Important cities included the capital Alor (near Sukkur), the port city Debal (near present-day Karachi), Nerun (Hyderabad), Brahminabad (in present-day Sanghar district), Sehwan and Multan.

Chach proved to be an able administrator and ruled the country for about 40 years. It may sound strange, but the Arabic chroniclers of Chachnama highly valued him, prompting Keay to observe that “for an infidel, Chach would be highly valued by Muslim rulers”.

Estate of Chach and Raja Dahar

Chach had two sons, Daharsiah and Dahar, by Queen Suhandi, and a daughter, Bai, by another woman. Upon Chach’s death, his brother Chandar initially succeeded him, but eventually power passed to his youngest son, Dahar.

Dahar was also a brave man and a capable administrator who ruled for about 13 years. However, his morals were compromised when he allegedly “ceremoniously” married his half-sister to escape the prediction of an astrologer, who said that his half-sister’s husband would rule his kingdom.

This immoral act on his part sent shockwaves through the kingdom and even his older brother took up arms against him, leading an expedition against Dahar.
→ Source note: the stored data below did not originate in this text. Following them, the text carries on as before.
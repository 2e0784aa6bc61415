//! CLI command definitions and execution
//!
//! This module contains all CLI commands and their implementations. Every
//! remote command resolves the connection the same way: explicit flags, then
//! environment variables, then the configuration file. The command layer is
//! the only place that turns typed errors into messages and exit codes;
//! library code always propagates.

use clap::{Args, Parser, Subcommand, ValueEnum};
use tokio_util::sync::CancellationToken;

use dlk_core::{ConfigManager, CredentialSource, Error, Settings};
use dlk_rest::DfsClient;

use crate::exit_code::ExitCode;
use crate::output::{Formatter, OutputConfig};

mod acl;
mod completions;
mod config;
mod create_filesystem;
mod create_folder;
mod delete_filesystem;
mod download;
mod list_filesystems;
mod list_paths;
mod owner;
mod properties;
mod upload;

/// dlk - Datalake CLI client
///
/// A command-line interface for hierarchical-namespace object storage
/// accounts exposed through a DFS endpoint.
#[derive(Parser, Debug)]
#[command(name = "dlk")]
#[command(author, version, about, long_about = None)]
#[command(propagate_version = true)]
pub struct Cli {
    #[command(flatten)]
    pub connection: ConnectionArgs,

    /// Output format: human-readable or JSON
    #[arg(long, global = true, default_value = "false")]
    pub json: bool,

    /// Disable colored output
    #[arg(long, global = true, default_value = "false")]
    pub no_color: bool,

    /// Disable progress bar
    #[arg(long, global = true, default_value = "false")]
    pub no_progress: bool,

    /// Suppress non-error output
    #[arg(short, long, global = true, default_value = "false")]
    pub quiet: bool,

    #[command(subcommand)]
    pub command: Commands,
}

/// How to reach and authenticate against the storage account
#[derive(Args, Debug, Clone)]
pub struct ConnectionArgs {
    /// Storage account name
    #[arg(short = 'a', long, global = true, env = "ADL_TOOL_ACCOUNT_NAME")]
    pub account: Option<String>,

    /// DNS suffix of the DFS endpoint
    #[arg(long, global = true)]
    pub dns_suffix: Option<String>,

    /// Credential source
    #[arg(long, global = true, value_enum)]
    pub auth_type: Option<AuthType>,

    /// Service principal client id
    #[arg(long, global = true)]
    pub client_id: Option<String>,

    /// Service principal client secret
    #[arg(long, global = true)]
    pub client_secret: Option<String>,

    /// Service principal tenant id
    #[arg(long, global = true)]
    pub tenant_id: Option<String>,
}

/// Supported credential sources
#[derive(ValueEnum, Debug, Clone, Copy, PartialEq, Eq)]
pub enum AuthType {
    /// Service principal from AZURE_* environment variables
    Environment,
    /// Managed identity of the host
    Identity,
    /// Explicit service principal
    ServicePrincipal,
}

impl AuthType {
    pub fn as_str(self) -> &'static str {
        match self {
            AuthType::Environment => "environment",
            AuthType::Identity => "identity",
            AuthType::ServicePrincipal => "service-principal",
        }
    }

    fn from_settings(settings: &Settings) -> Self {
        match settings.auth.auth_type.as_deref() {
            Some("environment") => AuthType::Environment,
            Some("service-principal") => AuthType::ServicePrincipal,
            // "identity" is the default credential source
            _ => AuthType::Identity,
        }
    }
}

#[derive(Subcommand, Debug)]
pub enum Commands {
    /// Create a filesystem
    CreateFilesystem(create_filesystem::CreateFilesystemArgs),

    /// Delete a filesystem
    DeleteFilesystem(delete_filesystem::DeleteFilesystemArgs),

    /// Create a directory inside a filesystem
    CreateFolder(create_folder::CreateFolderArgs),

    /// Set the owning user of a path
    UpdateOwner(owner::UpdateOwnerArgs),

    /// Set the owning group of a path
    UpdateGroupOwner(owner::UpdateGroupOwnerArgs),

    /// Show user and system properties of a path
    GetProperties(properties::GetPropertiesArgs),

    /// Show user-defined properties of a path
    GetUserProperties(properties::GetUserPropertiesArgs),

    /// Show system properties of a path
    GetSystemProperties(properties::GetSystemPropertiesArgs),

    /// Show the access control list of a path
    GetAcl(acl::GetAclArgs),

    /// Replace the access control list of a path
    UpdateAcl(acl::UpdateAclArgs),

    /// Upload a local file in chunks
    UploadFile(upload::UploadFileArgs),

    /// Download a remote file
    DownloadFile(download::DownloadFileArgs),

    /// List filesystems in the account
    ListFilesystems(list_filesystems::ListFilesystemsArgs),

    /// List paths inside a filesystem
    ListPathItems(list_paths::ListPathItemsArgs),

    /// Show or change stored settings
    #[command(subcommand)]
    Config(config::ConfigCommands),

    /// Generate shell completions
    Completions(completions::CompletionsArgs),
}

/// Execute the CLI command and return an exit code
pub async fn execute(cli: Cli) -> ExitCode {
    let output_config = OutputConfig {
        json: cli.json,
        no_color: cli.no_color,
        no_progress: cli.no_progress,
        quiet: cli.quiet,
    };

    let conn = &cli.connection;
    match cli.command {
        Commands::CreateFilesystem(args) => {
            create_filesystem::execute(args, conn, output_config).await
        }
        Commands::DeleteFilesystem(args) => {
            delete_filesystem::execute(args, conn, output_config).await
        }
        Commands::CreateFolder(args) => create_folder::execute(args, conn, output_config).await,
        Commands::UpdateOwner(args) => owner::execute_owner(args, conn, output_config).await,
        Commands::UpdateGroupOwner(args) => {
            owner::execute_group_owner(args, conn, output_config).await
        }
        Commands::GetProperties(args) => {
            properties::execute_combined(args, conn, output_config).await
        }
        Commands::GetUserProperties(args) => {
            properties::execute_user(args, conn, output_config).await
        }
        Commands::GetSystemProperties(args) => {
            properties::execute_system(args, conn, output_config).await
        }
        Commands::GetAcl(args) => acl::execute_get(args, conn, output_config).await,
        Commands::UpdateAcl(args) => acl::execute_update(args, conn, output_config).await,
        Commands::UploadFile(args) => upload::execute(args, conn, output_config).await,
        Commands::DownloadFile(args) => download::execute(args, conn, output_config).await,
        Commands::ListFilesystems(args) => {
            list_filesystems::execute(args, conn, output_config).await
        }
        Commands::ListPathItems(args) => list_paths::execute(args, conn, output_config).await,
        Commands::Config(cmd) => config::execute(cmd, output_config),
        Commands::Completions(args) => completions::execute(args),
    }
}

/// Resolve settings and credentials into a connected client
///
/// Flags override environment variables, which override the configuration
/// file. The credential source is resolved exactly once; the resulting token
/// provider is owned by the client.
pub(crate) async fn connect(conn: &ConnectionArgs) -> dlk_core::Result<DfsClient> {
    let settings = ConfigManager::new()?.load()?;

    let account = conn
        .account
        .clone()
        .or_else(|| settings.resolved_account())
        .ok_or_else(|| {
            Error::Config(
                "No storage account given; pass --account or set ADL_TOOL_ACCOUNT_NAME".into(),
            )
        })?;
    let dns_suffix = conn
        .dns_suffix
        .clone()
        .unwrap_or_else(|| settings.storage.dns_suffix.clone());

    let auth_type = conn
        .auth_type
        .unwrap_or_else(|| AuthType::from_settings(&settings));
    let source = match auth_type {
        AuthType::Environment => CredentialSource::Environment,
        AuthType::Identity => CredentialSource::ManagedIdentity,
        AuthType::ServicePrincipal => CredentialSource::service_principal(
            &settings,
            conn.client_id.clone(),
            conn.client_secret.clone(),
            conn.tenant_id.clone(),
        )?,
    };

    let provider = dlk_rest::provider_for(&source)?;
    tracing::debug!(account = %account, auth_type = auth_type.as_str(), "connecting");
    DfsClient::new(account, dns_suffix, provider)
}

/// Print a typed error and map it to the process exit code
pub(crate) fn fail(formatter: &Formatter, error: &Error) -> ExitCode {
    formatter.error(&error.to_string());
    ExitCode::from_error(error)
}

/// Cancellation token that trips on Ctrl-C
pub(crate) fn cancel_on_ctrl_c() -> CancellationToken {
    let token = CancellationToken::new();
    let child = token.clone();
    tokio::spawn(async move {
        if tokio::signal::ctrl_c().await.is_ok() {
            child.cancel();
        }
    });
    token
}

#[cfg(test)]
mod tests {
    use super::*;
    use clap::CommandFactory;

    #[test]
    fn test_cli_definition_is_valid() {
        Cli::command().debug_assert();
    }

    #[test]
    fn test_parse_upload_command() {
        let cli = Cli::parse_from([
            "dlk",
            "--account",
            "contoso",
            "upload-file",
            "-f",
            "data",
            "--source-file",
            "./report.csv",
            "--target-directory",
            "incoming",
        ]);
        assert_eq!(cli.connection.account.as_deref(), Some("contoso"));
        match cli.command {
            Commands::UploadFile(args) => {
                assert_eq!(args.filesystem, "data");
                assert_eq!(args.target_directory, "incoming");
            }
            other => panic!("unexpected command: {other:?}"),
        }
    }

    #[test]
    fn test_parse_list_path_items_flags() {
        let cli = Cli::parse_from([
            "dlk",
            "list-path-items",
            "-f",
            "data",
            "-p",
            "logs",
            "--recursive",
            "--iterate-in-results",
            "--max-results",
            "50",
            "--upn",
        ]);
        match cli.command {
            Commands::ListPathItems(args) => {
                assert_eq!(args.filesystem, "data");
                assert_eq!(args.path.as_deref(), Some("logs"));
                assert!(args.recursive);
                assert!(args.iterate_in_results);
                assert_eq!(args.max_results, Some(50));
                assert!(args.upn);
            }
            other => panic!("unexpected command: {other:?}"),
        }
    }

    #[test]
    fn test_global_flags_after_subcommand() {
        let cli = Cli::parse_from(["dlk", "list-filesystems", "--json", "-a", "contoso"]);
        assert!(cli.json);
        assert_eq!(cli.connection.account.as_deref(), Some("contoso"));
    }

    #[test]
    fn test_auth_type_from_settings() {
        let mut settings = Settings::default();
        assert_eq!(AuthType::from_settings(&settings), AuthType::Identity);

        settings.auth.auth_type = Some("environment".into());
        assert_eq!(AuthType::from_settings(&settings), AuthType::Environment);

        settings.auth.auth_type = Some("service-principal".into());
        assert_eq!(
            AuthType::from_settings(&settings),
            AuthType::ServicePrincipal
        );
    }
}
But he fell ill and died camped outside the fort of Dahar.

Commenting on this, the eminent Hindu scholar Dayaram Gidumal, states in the introduction to Mirza Kaleech Beg’s English translation of The Chachnama: “The king [Dahar] was undoubtedly a greater sinner. It was he who, on the advice of a credulous minister, celebrated his marriage with his own sister, to prevent the fulfillment of a prediction. The marriage was not intended to be consummated and, in fact, it was not consummated; corn [the] unholy ceremony nevertheless alienated from Dahar not only his brother but all the best and bravest men in the land.

The king’s estrangement from the people played a key role in the Arab victory in 711 CE over Sindh, a land that had in the past repelled several Arab attacks. This ended the Brahmin dynasty and power was transferred to the Arabs.

A Note on Sources: Three main sources on the history of this period are accounts given by Chinese and Arab travellers, archaeological finds and three books on the subject, namely The Chachnama, the Tarikh-e-Maasumi and the Tuhfatul-Kiram. The oldest of these is the Chachnama, and various scholars have attached varying importance to its contents.

The writer is a former Vice-Chancellor of Sindh Madressatul Islam University and was a Fulbright faculty member/scholar at American University in Washington DC. He tweets @DrMAliShaikh. He can be reached at [email protected]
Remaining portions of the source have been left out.